Recorded data —
//! Integration tests for ferry-catalog
//!
//! These exercise the MetadataStore contract end to end on an in-memory database.

use ferry_catalog::registration::{attach_schema, register_file, register_folder};
use ferry_catalog::{SqliteCatalog, StoreError};
use ferry_domain::names::{classifications, properties, relationships, types};
use ferry_domain::{Direction, ElementId, MetadataStore, ParentLink};
use std::collections::BTreeMap;
use std::path::Path;

fn props(pairs: &[(&str, &str)]) -> BTreeMap<String, String> {
    pairs
        .iter()
        .map(|(k, v)| (k.to_string(), v.to_string()))
        .collect()
}

#[test]
fn test_catalog_initialization() {
    let catalog = SqliteCatalog::new(":memory:");
    assert!(catalog.is_ok(), "Catalog should initialize successfully");
}

#[test]
fn test_catalog_reopens_file_database() {
    let dir = tempfile::tempdir().unwrap();
    let db = dir.path().join("catalog.db");

    let id = {
        let catalog = SqliteCatalog::new(&db).unwrap();
        catalog
            .create_element(types::PROCESS, &props(&[("qualifiedName", "p")]), None)
            .unwrap()
    };

    let catalog = SqliteCatalog::new(&db).unwrap();
    assert_eq!(
        catalog.get_element_by_unique_name("p", properties::QUALIFIED_NAME).unwrap(),
        Some(id)
    );
}

#[test]
fn test_create_and_get_element() {
    let catalog = SqliteCatalog::new(":memory:").unwrap();
    let id = catalog
        .create_element(
            types::CSV_FILE,
            &props(&[("qualifiedName", "CSVFile:/in/a.csv"), ("pathName", "/in/a.csv")]),
            None,
        )
        .unwrap();

    let element = catalog.get_element(id).unwrap().expect("element should exist");
    assert_eq!(element.type_name, types::CSV_FILE);
    assert_eq!(element.property(properties::PATH_NAME), Some("/in/a.csv"));
    assert_eq!(
        catalog.get_element_property(id, properties::QUALIFIED_NAME).unwrap().as_deref(),
        Some("CSVFile:/in/a.csv")
    );
    assert!(catalog.get_element(ElementId::new()).unwrap().is_none());
}

#[test]
fn test_unique_name_lookup_uses_property_key() {
    let catalog = SqliteCatalog::new(":memory:").unwrap();
    let id = catalog
        .create_element(types::FILE_FOLDER, &props(&[("name", "out"), ("pathName", "/out")]), None)
        .unwrap();

    assert_eq!(catalog.get_element_by_unique_name("/out", properties::PATH_NAME).unwrap(), Some(id));
    assert_eq!(catalog.get_element_by_unique_name("/out", properties::NAME).unwrap(), None);
    assert_eq!(catalog.get_element_by_unique_name("out", properties::NAME).unwrap(), Some(id));
}

#[test]
fn test_create_relationship_is_idempotent() {
    let catalog = SqliteCatalog::new(":memory:").unwrap();
    let a = catalog.create_element(types::CSV_FILE, &BTreeMap::new(), None).unwrap();
    let b = catalog.create_element(types::PROCESS, &BTreeMap::new(), None).unwrap();

    let first = catalog
        .create_relationship(relationships::DATA_FLOW, a, b, &BTreeMap::new())
        .unwrap();
    let second = catalog
        .create_relationship(relationships::DATA_FLOW, a, b, &BTreeMap::new())
        .unwrap();

    assert_eq!(first, second);
    assert_eq!(catalog.count_relationships(relationships::DATA_FLOW).unwrap(), 1);

    // Reverse direction is a different relationship
    catalog
        .create_relationship(relationships::DATA_FLOW, b, a, &BTreeMap::new())
        .unwrap();
    assert_eq!(catalog.count_relationships(relationships::DATA_FLOW).unwrap(), 2);
}

#[test]
fn test_relationship_to_missing_element_fails() {
    let catalog = SqliteCatalog::new(":memory:").unwrap();
    let a = catalog.create_element(types::CSV_FILE, &BTreeMap::new(), None).unwrap();

    let result = catalog.create_relationship(relationships::DATA_FLOW, a, ElementId::new(), &BTreeMap::new());
    assert!(matches!(result, Err(StoreError::NotFound(_))));
}

#[test]
fn test_related_elements_by_direction_and_page() {
    let catalog = SqliteCatalog::new(":memory:").unwrap();
    let folder = catalog.create_element(types::FILE_FOLDER, &BTreeMap::new(), None).unwrap();
    let link = ParentLink::new(folder, relationships::NESTED_FILE);

    let files: Vec<ElementId> = (0..5)
        .map(|i| {
            catalog
                .create_element(types::CSV_FILE, &props(&[("name", format!("f{}", i).as_str())]), Some(&link))
                .unwrap()
        })
        .collect();

    let first_page = catalog
        .get_related_elements(folder, Direction::Outbound, relationships::NESTED_FILE, 0, 2)
        .unwrap();
    let second_page = catalog
        .get_related_elements(folder, Direction::Outbound, relationships::NESTED_FILE, 2, 2)
        .unwrap();
    let last_page = catalog
        .get_related_elements(folder, Direction::Outbound, relationships::NESTED_FILE, 4, 2)
        .unwrap();

    let paged: Vec<ElementId> = first_page
        .iter()
        .chain(&second_page)
        .chain(&last_page)
        .map(|r| r.element.id)
        .collect();
    assert_eq!(paged, files, "paging should follow creation order");
    assert_eq!(last_page.len(), 1);

    let parents = catalog
        .get_related_elements(files[3], Direction::Inbound, relationships::NESTED_FILE, 0, 10)
        .unwrap();
    assert_eq!(parents.len(), 1);
    assert_eq!(parents[0].element.id, folder);
    assert_eq!(parents[0].relationship_type, relationships::NESTED_FILE);

    let none = catalog
        .get_related_elements(files[0], Direction::Outbound, relationships::NESTED_FILE, 0, 10)
        .unwrap();
    assert!(none.is_empty());
}

#[test]
fn test_create_from_template() {
    let catalog = SqliteCatalog::new(":memory:").unwrap();

    let connector = catalog.create_element(types::CONNECTION, &BTreeMap::new(), None).unwrap();
    let template_folder = catalog.create_element(types::FILE_FOLDER, &BTreeMap::new(), None).unwrap();
    let template = catalog
        .create_element(
            types::CSV_FILE,
            &props(&[
                ("qualifiedName", "CSVFile:~{pathName}~"),
                ("description", "Landed ~{fileName}~ at ~{createTime}~"),
                ("owner", "data-team"),
            ]),
            Some(&ParentLink::new(template_folder, relationships::NESTED_FILE)),
        )
        .unwrap();
    catalog.classify_element(template, classifications::TEMPLATE).unwrap();
    catalog.classify_element(template, "Confidentiality").unwrap();
    catalog
        .create_relationship("SupportedBy", template, connector, &props(&[("role", "reader")]))
        .unwrap();

    let destination_folder = catalog.create_element(types::FILE_FOLDER, &BTreeMap::new(), None).unwrap();
    let id = catalog
        .create_element_from_template(
            template,
            &props(&[("pathName", "/out/a.csv"), ("fileName", "a.csv")]),
            &props(&[("displayName", "a.csv")]),
            Some(&ParentLink::new(destination_folder, relationships::NESTED_FILE)),
        )
        .unwrap();

    let element = catalog.get_element(id).unwrap().unwrap();
    assert_eq!(element.type_name, types::CSV_FILE);
    assert_eq!(element.property("qualifiedName"), Some("CSVFile:/out/a.csv"));
    assert_eq!(element.property("description"), Some("Landed a.csv at "));
    assert_eq!(element.property("owner"), Some("data-team"));
    assert_eq!(element.property("displayName"), Some("a.csv"));
    assert!(element.is_classified("Confidentiality"));
    assert!(!element.is_classified(classifications::TEMPLATE));

    let supported = catalog
        .get_related_elements(id, Direction::Outbound, "SupportedBy", 0, 10)
        .unwrap();
    assert_eq!(supported.len(), 1);
    assert_eq!(supported[0].element.id, connector);
    assert_eq!(supported[0].relationship_properties.get("role").map(String::as_str), Some("reader"));

    let parents = catalog
        .get_related_elements(id, Direction::Inbound, relationships::NESTED_FILE, 0, 10)
        .unwrap();
    assert_eq!(parents.len(), 1);
    assert_eq!(parents[0].element.id, destination_folder, "template's folder is not copied");
}

#[test]
fn test_template_not_found() {
    let catalog = SqliteCatalog::new(":memory:").unwrap();
    let result = catalog.create_element_from_template(
        ElementId::new(),
        &BTreeMap::new(),
        &BTreeMap::new(),
        None,
    );
    assert!(matches!(result, Err(StoreError::NotFound(_))));
}

#[test]
fn test_register_file_nests_under_folder() {
    let catalog = SqliteCatalog::new(":memory:").unwrap();
    let file = register_file(&catalog, Path::new("/in/report.csv")).unwrap();

    let again = register_file(&catalog, Path::new("/in/report.csv")).unwrap();
    assert_eq!(file, again, "registration should reuse existing entries");

    let element = catalog.get_element(file).unwrap().unwrap();
    assert_eq!(element.type_name, types::CSV_FILE);
    assert_eq!(element.property(properties::QUALIFIED_NAME), Some("CSVFile:/in/report.csv"));
    assert_eq!(element.property(properties::FILE_EXTENSION), Some("csv"));

    let folder = register_folder(&catalog, Path::new("/in")).unwrap();
    let parents = catalog
        .get_related_elements(file, Direction::Inbound, relationships::NESTED_FILE, 0, 10)
        .unwrap();
    assert_eq!(parents[0].element.id, folder);
}

#[test]
fn test_attach_schema_positions() {
    let catalog = SqliteCatalog::new(":memory:").unwrap();
    let file = register_file(&catalog, Path::new("/in/report.csv")).unwrap();
    let schema = attach_schema(&catalog, file, &["A", "B", "C"]).unwrap();

    let attributes = catalog
        .get_related_elements(schema, Direction::Outbound, relationships::ATTRIBUTE_FOR_SCHEMA, 0, 10)
        .unwrap();
    let described: Vec<(String, String)> = attributes
        .iter()
        .map(|a| {
            (
                a.element.property(properties::NAME).unwrap().to_string(),
                a.element.property(properties::POSITION).unwrap().to_string(),
            )
        })
        .collect();
    assert_eq!(
        described,
        vec![
            ("A".to_string(), "0".to_string()),
            ("B".to_string(), "1".to_string()),
            ("C".to_string(), "2".to_string()),
        ]
    );
}
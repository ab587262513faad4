//! Ferry CLI - provision files and record their lineage.

use clap::Parser;
use ferry_catalog::SqliteCatalog;
use ferry_cli::commands;
use ferry_cli::{Cli, Command, Formatter};
use std::sync::Arc;
use tracing_subscriber::EnvFilter;

#[tokio::main]
async fn main() {
    let cli = Cli::parse();

    // Initialize tracing (log to stderr, RUST_LOG wins over -v)
    let default_level = match cli.verbose {
        0 => "warn",
        1 => "info",
        _ => "debug",
    };
    tracing_subscriber::fmt()
        .with_writer(std::io::stderr)
        .with_env_filter(
            EnvFilter::try_from_default_env().unwrap_or_else(|_| EnvFilter::new(default_level)),
        )
        .init();

    match run(cli).await {
        Ok(true) => {}
        Ok(false) => std::process::exit(2),
        Err(e) => {
            eprintln!("Error: {}", e);
            std::process::exit(1);
        }
    }
}

async fn run(cli: Cli) -> ferry_cli::Result<bool> {
    let config = commands::load_config(cli.config.as_deref())?;
    let formatter = Formatter::new(cli.format);

    match cli.command {
        Command::Config(command) => {
            commands::execute_config(command, &config)?;
            Ok(true)
        }
        Command::Catalog(command) => {
            let store = SqliteCatalog::new(&cli.catalog)?;
            commands::execute_catalog(command, &store, &formatter)?;
            Ok(true)
        }
        Command::Provision(args) => {
            let store = Arc::new(SqliteCatalog::new(&cli.catalog)?);
            commands::execute_provision(args, &config, store, &formatter).await
        }
    }
}
//! Ferry Domain Layer
//!
//! This crate contains the data model shared by every other Ferry crate: the
//! metadata element handles lineage is built from, the provisioning request a
//! single run works on, and the completion record it produces. It has only one
//! external dependency (`uuid`) and defines the trait seam the metadata
//! repository is consumed through.
//!
//! ## Key Concepts
//!
//! - **Element**: a catalogued item (file, folder, process, schema attribute)
//!   owned by the metadata repository and addressed by an [`ElementId`]
//! - **Provisioning request**: what to copy, move or delete and where to
//! - **Lineage options**: which provenance nodes and edges to record
//! - **Guard**: the single outcome signal each provisioning run emits
//!
//! ## Architecture
//!
//! - Pure data types and trait definitions only
//! - File system and repository access live in `ferry-provision` and
//!   `ferry-catalog`

#![warn(missing_docs)]
#![warn(clippy::all)]

pub mod classification;
pub mod element;
pub mod names;
pub mod outcome;
pub mod request;
pub mod traits;

// Re-exports for convenience
pub use classification::FileClassification;
pub use element::{
    CreationMode, Direction, ElementId, MetadataElement, ParentLink, RelatedElement,
};
pub use outcome::{CompletionRecord, Guard};
pub use request::{FileOperation, FileReference, LineageOptions, ProvisioningRequest};
pub use traits::MetadataStore;
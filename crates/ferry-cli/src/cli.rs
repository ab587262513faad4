//! CLI command definitions and argument parsing.

use clap::{Parser, Subcommand};
use ferry_domain::FileOperation;
use std::path::PathBuf;

/// Ferry - provision files and record their lineage.
#[derive(Debug, Parser)]
#[command(name = "ferry")]
#[command(version, about, long_about = None)]
pub struct Cli {
    /// Output format
    #[arg(short, long, value_enum, global = true, default_value = "json")]
    pub format: CliFormat,

    /// Configuration file path (defaults to ./ferry.toml when present)
    #[arg(short, long, global = true, env = "FERRY_CONFIG")]
    pub config: Option<PathBuf>,

    /// Metadata catalog database
    #[arg(long, global = true, env = "FERRY_CATALOG", default_value = "ferry-catalog.db")]
    pub catalog: PathBuf,

    /// Increase log verbosity (-v info, -vv debug)
    #[arg(short, long, global = true, action = clap::ArgAction::Count)]
    pub verbose: u8,

    #[command(subcommand)]
    pub command: Command,
}

/// Output format options.
#[derive(Debug, Clone, Copy, PartialEq, Eq, clap::ValueEnum)]
pub enum CliFormat {
    /// JSON format (default)
    Json,
    /// One line per record
    Text,
}

/// CLI commands.
#[derive(Debug, Subcommand)]
pub enum Command {
    /// Copy, move or delete files and record lineage
    Provision(ProvisionArgs),

    /// Manage the local metadata catalog
    #[command(subcommand)]
    Catalog(CatalogCommand),

    /// Manage the configuration file
    #[command(subcommand)]
    Config(ConfigCommand),
}

/// Arguments for the provision command.
#[derive(Debug, Parser)]
pub struct ProvisionArgs {
    /// Source files; several are provisioned concurrently
    pub sources: Vec<PathBuf>,

    /// Catalogued source file (element id)
    #[arg(long, conflicts_with = "sources")]
    pub source_guid: Option<String>,

    /// Destination folder
    #[arg(short, long)]
    pub destination: Option<PathBuf>,

    /// Catalogued destination folder (element id)
    #[arg(long, conflicts_with = "destination")]
    pub destination_guid: Option<String>,

    /// Destination name pattern ({0} base name, {1} index)
    #[arg(short, long)]
    pub pattern: Option<String>,

    /// File operation
    #[arg(short, long, value_enum)]
    pub operation: Option<OperationArg>,

    /// Do not record lineage
    #[arg(long)]
    pub no_lineage: bool,
}

/// File operation argument.
#[derive(Debug, Clone, Copy, PartialEq, Eq, clap::ValueEnum)]
pub enum OperationArg {
    /// Copy the file
    Copy,
    /// Move the file
    Move,
    /// Delete the source file
    Delete,
}

impl From<OperationArg> for FileOperation {
    fn from(arg: OperationArg) -> Self {
        match arg {
            OperationArg::Copy => FileOperation::Copy,
            OperationArg::Move => FileOperation::Move,
            OperationArg::Delete => FileOperation::Delete,
        }
    }
}

/// Catalog subcommands.
#[derive(Debug, Subcommand)]
pub enum CatalogCommand {
    /// Catalogue files or folders
    Register(RegisterArgs),

    /// Show a catalogued element
    Show {
        /// Element id
        id: String,
    },
}

/// Arguments for catalog register.
#[derive(Debug, Parser)]
pub struct RegisterArgs {
    /// Files or folders to catalogue
    #[arg(required = true)]
    pub paths: Vec<PathBuf>,

    /// Column names to attach as a schema (files only)
    #[arg(long, value_delimiter = ',')]
    pub columns: Vec<String>,
}

/// Config subcommands.
#[derive(Debug, Subcommand)]
pub enum ConfigCommand {
    /// Write a default configuration file
    Init {
        /// Where to write it
        #[arg(short, long, default_value = "ferry.toml")]
        output: PathBuf,

        /// Overwrite an existing file
        #[arg(long)]
        force: bool,
    },

    /// Print the effective configuration
    Show,
}

#[cfg(test)]
mod tests {
    use super::*;

    #[test]
    fn test_provision_command() {
        let cli = Cli::parse_from([
            "ferry",
            "provision",
            "/in/report.csv",
            "--destination",
            "/out",
            "--pattern",
            "{0}_{1}",
            "--operation",
            "move",
        ]);
        match cli.command {
            Command::Provision(args) => {
                assert_eq!(args.sources, vec![PathBuf::from("/in/report.csv")]);
                assert_eq!(args.destination, Some(PathBuf::from("/out")));
                assert_eq!(args.pattern.as_deref(), Some("{0}_{1}"));
                assert_eq!(args.operation, Some(OperationArg::Move));
                assert!(!args.no_lineage);
            }
            _ => panic!("Expected Provision command"),
        }
        assert_eq!(cli.format, CliFormat::Json);
    }

    #[test]
    fn test_source_guid_conflicts_with_paths() {
        let result = Cli::try_parse_from([
            "ferry",
            "provision",
            "/in/a.csv",
            "--source-guid",
            "0192f1a0-0000-7000-8000-000000000000",
        ]);
        assert!(result.is_err());
    }

    #[test]
    fn test_register_columns() {
        let cli = Cli::parse_from(["ferry", "catalog", "register", "/in/a.csv", "--columns", "id,name,total"]);
        match cli.command {
            Command::Catalog(CatalogCommand::Register(args)) => {
                assert_eq!(args.columns, vec!["id", "name", "total"]);
            }
            _ => panic!("Expected catalog register"),
        }
    }

    #[test]
    fn test_global_flags() {
        let cli = Cli::parse_from(["ferry", "-vv", "--format", "text", "config", "show"]);
        assert_eq!(cli.verbose, 2);
        assert_eq!(cli.format, CliFormat::Text);
        assert!(matches!(cli.command, Command::Config(ConfigCommand::Show)));
    }

    #[test]
    fn test_operation_conversion() {
        let op: FileOperation = OperationArg::Delete.into();
        assert_eq!(op, FileOperation::Delete);
    }
}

Your goal — Could you repeat exactly the lines above from the line with "line per record" up to and including the line with "file (element id)", and only those?

Answer space —
    /// One line per record
    Text,
}

/// CLI commands.
#[derive(Debug, Subcommand)]
pub enum Command {
    /// Copy, move or delete files and record lineage
    Provision(ProvisionArgs),

    /// Manage the local metadata catalog
    #[command(subcommand)]
    Catalog(CatalogCommand),

    /// Manage the configuration file
    #[command(subcommand)]
    Config(ConfigCommand),
}

/// Arguments for the provision command.
#[derive(Debug, Parser)]
pub struct ProvisionArgs {
    /// Source files; several are provisioned concurrently
    pub sources: Vec<PathBuf>,

    /// Catalogued source file (element id)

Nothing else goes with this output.